If a mother has a gene with a premutation that gets passed to her children, there are two possibilities:
- The premutation does not expand beyond 200 repeats and remains as a premutation in the child. That child has no symptoms of fragile X syndrome, but may experience FXTAS (male) or POF (female) as adults.
- The premutation expands into a full mutation, causing fragile X syndrome in males and risk for fragile X syndrome in females.
The greater the number of CGG repeats a woman has, the more unstable the gene is and the more likely it will expand to a full mutation in her children. The smallest premutation observed to expand to a full mutation in a single generation is 56 repeats.
|Number of Maternal Premutation CGG Repeats||Percentage (Total Women) Which Expanded to Full Mutations|
Nolin SL, Brown WT, Glicksman A, Houck GE Jr, Gargano AD, Sullivan A, et al. (2003). Expansion of the fragile X CGG repeat in females with premutation or intermediate alleles. American Journal of Human Genetics, 72(2):454-64. PMID: 12529854.
Nolin SL, Glicksman A, Ding X, Ersalesi N, Brown WT, Sherman SL, Dobkin C. (2011). Fragile X analysis of 1112 prenatal samples from 1991 to 2010. Prenatal Diagnosis, 31(10):925-31. PMID: 21717484.
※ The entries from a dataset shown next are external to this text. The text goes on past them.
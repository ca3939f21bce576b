//! Error types for todo list operations.

use thiserror::Error;

/// Errors returned by fallible todo list operations.
#[derive(Debug, Clone, Error, PartialEq, Eq)]
pub enum TodoListError {
    /// The value offered to the list does not have the todo shape.
    ///
    /// Carries a description of what was wrong with the offered value.
    #[error("not a todo: {0}")]
    NotATodo(String),

    /// An explicit index fell outside the valid `[0, len)` range.
    #[error("index {index} out of range for list of length {len}")]
    IndexOutOfRange {
        /// The rejected index.
        index: usize,
        /// The list length at the time of the call.
        len: usize,
    },
}
//! Ordered todo container: the core collection abstraction.

use super::TodoListError;
use super::item::{Todo, TodoRecord};
use serde::{Deserialize, Serialize};
use std::fmt;
use std::slice;

/// An insertion-ordered, mutable collection of [`Todo`] handles with a
/// title.
///
/// The list stores handles, not copies: adding a todo and then mutating it
/// through a caller-held clone is visible through the list. Structural
/// operations (`shift`, `pop`, `remove_at`) move handles out of the list
/// without touching the underlying records.
///
/// Every operation taking an explicit index applies the same validation:
/// the index must fall in `[0, len)`, otherwise the operation fails with
/// [`TodoListError::IndexOutOfRange`] and the list is left unmodified.
/// Edge accessors (`first`, `last`, `shift`, `pop`) instead return `None`
/// on an empty list; that asymmetry is part of the contract.
///
/// # Examples
///
///     use checklist::{Todo, TodoList};
///
///     let mut list = TodoList::new("Today's Todos");
///     list.add(Todo::new("Buy milk"));
///     list.add(Todo::new("Clean room"));
///
///     list.mark_done_at(1).expect("index 1 exists");
///     assert!(!list.is_done());
///     assert_eq!(list.len(), 2);
#[derive(Debug, Clone, PartialEq, Eq, Serialize, Deserialize)]
pub struct TodoList {
    title: String,
    todos: Vec<Todo>,
}

impl TodoList {
    /// Creates an empty list with the given title.
    #[must_use]
    pub fn new(title: impl Into<String>) -> Self {
        Self {
            title: title.into(),
            todos: Vec::new(),
        }
    }

    /// Returns the list title.
    ///
    /// The title never changes after creation.
    #[must_use]
    pub const fn title(&self) -> &str {
        self.title.as_str()
    }

    /// Appends a todo to the end of the list.
    ///
    /// The type system guarantees only todos cross this boundary; untyped
    /// input goes through [`Self::add_value`] instead.
    pub fn add(&mut self, todo: Todo) {
        self.todos.push(todo);
    }

    /// Validates an untyped value as a todo and appends it.
    ///
    /// The value must be an object carrying a string `description` and,
    /// optionally, a boolean `done` (defaulting to `false`). Returns the
    /// appended handle so the caller keeps shared access to the new record.
    ///
    /// # Errors
    ///
    /// Returns [`TodoListError::NotATodo`] when the value lacks the todo
    /// shape; the list is left unmodified.
    pub fn add_value(&mut self, value: serde_json::Value) -> Result<Todo, TodoListError> {
        let record: TodoRecord =
            serde_json::from_value(value).map_err(|err| TodoListError::NotATodo(err.to_string()))?;
        let todo = Todo::from_record(record);
        self.todos.push(todo.clone());
        Ok(todo)
    }

    /// Returns the number of todos in the list.
    #[must_use]
    pub const fn len(&self) -> usize {
        self.todos.len()
    }

    /// Returns `true` when the list holds no todos.
    #[must_use]
    pub const fn is_empty(&self) -> bool {
        self.todos.is_empty()
    }

    /// Returns a fresh vector of the list's handles, in order.
    ///
    /// The vector is detached from the list: pushing to or truncating it
    /// has no effect on the list. Mutating a record *through* one of the
    /// returned handles does, since the handles are shared.
    #[must_use]
    pub fn to_vec(&self) -> Vec<Todo> {
        self.todos.clone()
    }

    /// Returns the first todo, or `None` when the list is empty.
    #[must_use]
    pub fn first(&self) -> Option<Todo> {
        self.todos.first().cloned()
    }

    /// Returns the last todo, or `None` when the list is empty.
    #[must_use]
    pub fn last(&self) -> Option<Todo> {
        self.todos.last().cloned()
    }

    /// Returns the todo at `index`.
    ///
    /// # Errors
    ///
    /// Returns [`TodoListError::IndexOutOfRange`] when `index >= len`.
    pub fn item_at(&self, index: usize) -> Result<Todo, TodoListError> {
        self.handle_at(index).cloned()
    }

    /// Removes and returns the first todo, shifting the remainder left.
    ///
    /// Returns `None` when the list is empty.
    pub fn shift(&mut self) -> Option<Todo> {
        if self.todos.is_empty() {
            None
        } else {
            Some(self.todos.remove(0))
        }
    }

    /// Removes and returns the last todo.
    ///
    /// Returns `None` when the list is empty.
    pub fn pop(&mut self) -> Option<Todo> {
        self.todos.pop()
    }

    /// Removes and returns the todo at `index`, shifting the remainder
    /// left.
    ///
    /// # Errors
    ///
    /// Returns [`TodoListError::IndexOutOfRange`] when `index >= len`; the
    /// list is left unmodified.
    pub fn remove_at(&mut self, index: usize) -> Result<Todo, TodoListError> {
        // Validate before mutating so a rejected call leaves the list
        // untouched.
        self.handle_at(index)?;
        Ok(self.todos.remove(index))
    }

    /// Returns `true` when every todo is done; vacuously true when empty.
    #[must_use]
    pub fn is_done(&self) -> bool {
        self.todos.iter().all(Todo::is_done)
    }

    /// Marks the todo at `index` as done.
    ///
    /// # Errors
    ///
    /// Returns [`TodoListError::IndexOutOfRange`] when `index >= len`.
    pub fn mark_done_at(&mut self, index: usize) -> Result<(), TodoListError> {
        self.handle_at(index)?.mark_done();
        Ok(())
    }

    /// Marks the todo at `index` as not done.
    ///
    /// # Errors
    ///
    /// Returns [`TodoListError::IndexOutOfRange`] when `index >= len`.
    pub fn mark_undone_at(&mut self, index: usize) -> Result<(), TodoListError> {
        self.handle_at(index)?.mark_undone();
        Ok(())
    }

    /// Marks every todo as done.
    pub fn mark_all_done(&mut self) {
        for todo in &self.todos {
            todo.mark_done();
        }
    }

    /// Marks every todo as not done.
    pub fn mark_all_undone(&mut self) {
        for todo in &self.todos {
            todo.mark_undone();
        }
    }

    /// Marks the first todo with the given description as done.
    ///
    /// Returns `true` when a match existed.
    pub fn mark_done(&mut self, description: &str) -> bool {
        self.find_by_description(description)
            .is_some_and(|todo| {
                todo.mark_done();
                true
            })
    }

    /// Returns a handle to the first todo with the given description.
    #[must_use]
    pub fn find_by_description(&self, description: &str) -> Option<Todo> {
        self.todos
            .iter()
            .find(|todo| todo.description() == description)
            .cloned()
    }

    /// Invokes `f` once per todo, in order, for side effects.
    pub fn for_each<F>(&self, mut f: F)
    where
        F: FnMut(&Todo),
    {
        for todo in &self.todos {
            f(todo);
        }
    }

    /// Invokes `f` once per todo, in order, stopping at and propagating the
    /// first error.
    ///
    /// # Errors
    ///
    /// Returns whatever error `f` returns, unchanged.
    pub fn try_for_each<F, E>(&self, mut f: F) -> Result<(), E>
    where
        F: FnMut(&Todo) -> Result<(), E>,
    {
        for todo in &self.todos {
            f(todo)?;
        }
        Ok(())
    }

    /// Returns an iterator over the list's handles, in order.
    #[must_use]
    pub fn iter(&self) -> slice::Iter<'_, Todo> {
        self.todos.iter()
    }

    /// Returns a new list with the same title holding the handles for
    /// which `predicate` returned `true`, in their original relative
    /// order. The original list is unmodified.
    #[must_use]
    pub fn filter<P>(&self, mut predicate: P) -> Self
    where
        P: FnMut(&Todo) -> bool,
    {
        Self {
            title: self.title.clone(),
            todos: self
                .todos
                .iter()
                .filter(|todo| predicate(todo))
                .cloned()
                .collect(),
        }
    }

    /// Returns a new list with the same title holding only the done todos.
    #[must_use]
    pub fn all_done(&self) -> Self {
        self.filter(Todo::is_done)
    }

    /// Returns a new list with the same title holding only the not-done
    /// todos.
    #[must_use]
    pub fn all_not_done(&self) -> Self {
        self.filter(|todo| !todo.is_done())
    }

    /// Looks up a handle behind the uniform `[0, len)` bounds check shared
    /// by every indexed operation.
    fn handle_at(&self, index: usize) -> Result<&Todo, TodoListError> {
        self.todos.get(index).ok_or_else(|| TodoListError::IndexOutOfRange {
            index,
            len: self.todos.len(),
        })
    }
}

impl fmt::Display for TodoList {
    /// Renders a `---- <title> ----` banner followed by one line per todo,
    /// each via the todo's own [`Display`](fmt::Display) form.
    fn fmt(&self, f: &mut fmt::Formatter<'_>) -> fmt::Result {
        writeln!(f, "---- {} ----", self.title)?;
        for todo in &self.todos {
            writeln!(f, "{todo}")?;
        }
        Ok(())
    }
}

impl<'a> IntoIterator for &'a TodoList {
    type Item = &'a Todo;
    type IntoIter = slice::Iter<'a, Todo>;

    fn into_iter(self) -> Self::IntoIter {
        self.iter()
    }
}
//! Todo collection management.
//!
//! This module implements the list abstraction end to end: the shared-handle
//! todo record, the insertion-ordered container with its uniform index
//! validation, and the text rendering of both. All types are pure domain
//! values with no infrastructure concerns.
//!
//! - Domain types in [`domain`]

pub mod domain;

#[cfg(test)]
mod tests;
//! Domain model for todo items and todo lists.
//!
//! The domain models a single task record (description plus completion
//! flag) and an ordered, mutable collection of such records. Records are
//! shared between caller and collection by handle, so in-place mutation is
//! visible through every holder.

mod error;
mod item;
mod list;

pub use error::TodoListError;
pub use item::Todo;
pub use list::TodoList;
//! Checklist: an ordered, in-memory todo collection.
//!
//! This crate provides a small, synchronous library for managing a titled
//! list of todo items. Each item carries an immutable description and a
//! mutable completion flag; the list preserves insertion order and exposes
//! indexed, edge, and predicate-based access plus a human-readable
//! rendering.
//!
//! # Design
//!
//! - **Shared handles**: [`Todo`] is a reference-counted handle, so a
//!   caller-held todo and the copy inside a [`TodoList`] observe the same
//!   state.
//! - **Uniform bounds checking**: every operation that takes an explicit
//!   index validates it against `[0, len)` and fails with
//!   [`TodoListError::IndexOutOfRange`] without mutating the list.
//! - **Typed boundary**: [`TodoList::add`] is statically constrained to
//!   [`Todo`]; untyped input enters through [`TodoList::add_value`], which
//!   rejects anything lacking the todo shape before the list changes.
//!
//! # Examples
//!
//!     use checklist::{Todo, TodoList};
//!
//!     let mut list = TodoList::new("Today's Todos");
//!     let milk = Todo::new("Buy milk");
//!     list.add(milk.clone());
//!     list.add(Todo::new("Clean room"));
//!
//!     milk.mark_done();
//!     assert!(list.item_at(0).is_ok_and(|todo| todo.is_done()));
//!     assert_eq!(
//!         list.to_string(),
//!         "---- Today's Todos ----\n[X] Buy milk\n[ ] Clean room\n",
//!     );

pub mod todo;

pub use todo::domain::{Todo, TodoList, TodoListError};
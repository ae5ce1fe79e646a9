use std::sync::Arc;

use axum::{
    extract::{Path, State},
    http::{HeaderMap, StatusCode},
    response::{IntoResponse, Response},
    routing::{get, post},
    Router,
};
use serde::Deserialize;
use serde_json::json;

use super::domain::ConversationId;
use super::repository::{MarketplaceDirectory, MessagingRepository};
use super::service::{MessagingError, MessagingService};
use crate::workflows::http::{caller_from_headers, status_for};
use crate::workflows::shared::ListingId;

#[derive(Debug, Deserialize)]
pub(crate) struct CreateConversationRequest {
    pub(crate) listing_id: ListingId,
}

#[derive(Debug, Deserialize)]
pub(crate) struct SendMessageRequest {
    pub(crate) content: String,
}

/// Router builder exposing the inbox, thread and messaging endpoints.
pub fn messaging_router<R, D>(service: Arc<MessagingService<R, D>>) -> Router
where
    R: MessagingRepository + 'static,
    D: MarketplaceDirectory + 'static,
{
    Router::new()
        .route(
            "/api/v1/conversations",
            get(list_handler::<R, D>).post(create_handler::<R, D>),
        )
        .route(
            "/api/v1/conversations/:conversation_id",
            get(thread_handler::<R, D>),
        )
        .route(
            "/api/v1/conversations/:conversation_id/messages",
            post(send_handler::<R, D>),
        )
        .route(
            "/api/v1/conversations/:conversation_id/read",
            post(mark_read_handler::<R, D>),
        )
        .route(
            "/api/v1/messages/unread-count",
            get(unread_count_handler::<R, D>),
        )
        .with_state(service)
}

pub(crate) async fn list_handler<R, D>(
    State(service): State<Arc<MessagingService<R, D>>>,
    headers: HeaderMap,
) -> Response
where
    R: MessagingRepository + 'static,
    D: MarketplaceDirectory + 'static,
{
    let caller = caller_from_headers(&headers);
    let summaries = service.conversations(&caller);
    (StatusCode::OK, axum::Json(summaries)).into_response()
}

pub(crate) async fn thread_handler<R, D>(
    State(service): State<Arc<MessagingService<R, D>>>,
    Path(conversation_id): Path<String>,
    headers: HeaderMap,
) -> Response
where
    R: MessagingRepository + 'static,
    D: MarketplaceDirectory + 'static,
{
    let caller = caller_from_headers(&headers);
    match service.conversation(&caller, &ConversationId(conversation_id)) {
        Some(thread) => (StatusCode::OK, axum::Json(thread)).into_response(),
        None => {
            let payload = json!({
                "conversation": serde_json::Value::Null,
                "messages": [],
            });
            (StatusCode::NOT_FOUND, axum::Json(payload)).into_response()
        }
    }
}

pub(crate) async fn create_handler<R, D>(
    State(service): State<Arc<MessagingService<R, D>>>,
    headers: HeaderMap,
    axum::Json(request): axum::Json<CreateConversationRequest>,
) -> Response
where
    R: MessagingRepository + 'static,
    D: MarketplaceDirectory + 'static,
{
    let caller = caller_from_headers(&headers);
    match service.create_conversation(&caller, &request.listing_id) {
        Ok(conversation_id) => {
            let payload = json!({
                "success": true,
                "conversation_id": conversation_id,
            });
            (StatusCode::CREATED, axum::Json(payload)).into_response()
        }
        Err(error) => failure(error),
    }
}

pub(crate) async fn send_handler<R, D>(
    State(service): State<Arc<MessagingService<R, D>>>,
    Path(conversation_id): Path<String>,
    headers: HeaderMap,
    axum::Json(request): axum::Json<SendMessageRequest>,
) -> Response
where
    R: MessagingRepository + 'static,
    D: MarketplaceDirectory + 'static,
{
    let caller = caller_from_headers(&headers);
    let id = ConversationId(conversation_id);
    match service.send_message(&caller, &id, &request.content) {
        Ok(message) => {
            let payload = json!({
                "success": true,
                "message": message,
            });
            (StatusCode::CREATED, axum::Json(payload)).into_response()
        }
        Err(error) => failure(error),
    }
}

pub(crate) async fn mark_read_handler<R, D>(
    State(service): State<Arc<MessagingService<R, D>>>,
    Path(conversation_id): Path<String>,
    headers: HeaderMap,
) -> Response
where
    R: MessagingRepository + 'static,
    D: MarketplaceDirectory + 'static,
{
    let caller = caller_from_headers(&headers);
    match service.mark_messages_as_read(&caller, &ConversationId(conversation_id)) {
        Ok(updated) => {
            let payload = json!({
                "success": true,
                "updated": updated,
            });
            (StatusCode::OK, axum::Json(payload)).into_response()
        }
        Err(error) => failure(error),
    }
}

pub(crate) async fn unread_count_handler<R, D>(
    State(service): State<Arc<MessagingService<R, D>>>,
    headers: HeaderMap,
) -> Response
where
    R: MessagingRepository + 'static,
    D: MarketplaceDirectory + 'static,
{
    let caller = caller_from_headers(&headers);
    let count = service.unread_messages_count(&caller);
    (StatusCode::OK, axum::Json(json!({ "count": count }))).into_response()
}

fn failure(error: MessagingError) -> Response {
    let payload = json!({
        "success": false,
        "error": error.to_string(),
    });
    (status_for(error.kind()), axum::Json(payload)).into_response()
}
How Common Is Fragile X Syndrome?
The incidence of fragile X syndrome is estimated to be 1 in 4,000 males and 1 in 8,000 females.
How Is Fragile X Syndrome Treated?
There is no cure for fragile X syndrome, but children with the condition can be treated and supported in many ways, depending on their particular symptoms and the severity of those symptoms. They may benefit from educational support like early developmental intervention, special education classes in school, speech therapy, occupational therapy, and behavioral therapies. A physician may also prescribe medication for behavioral issues such as aggression, anxiety, or hyperactivity.
A small number of these children experience seizures which can be controlled with medication. While some experience heart murmurs from a condition called mitral valve prolapse, it is usually harmless and may not require treatment.
What Is the Prognosis for an Individual with Fragile X Syndrome?
While many of the children with fragile X syndrome have learning and behavioral problems, they generally do not have major medical problems and can live a normal lifespan.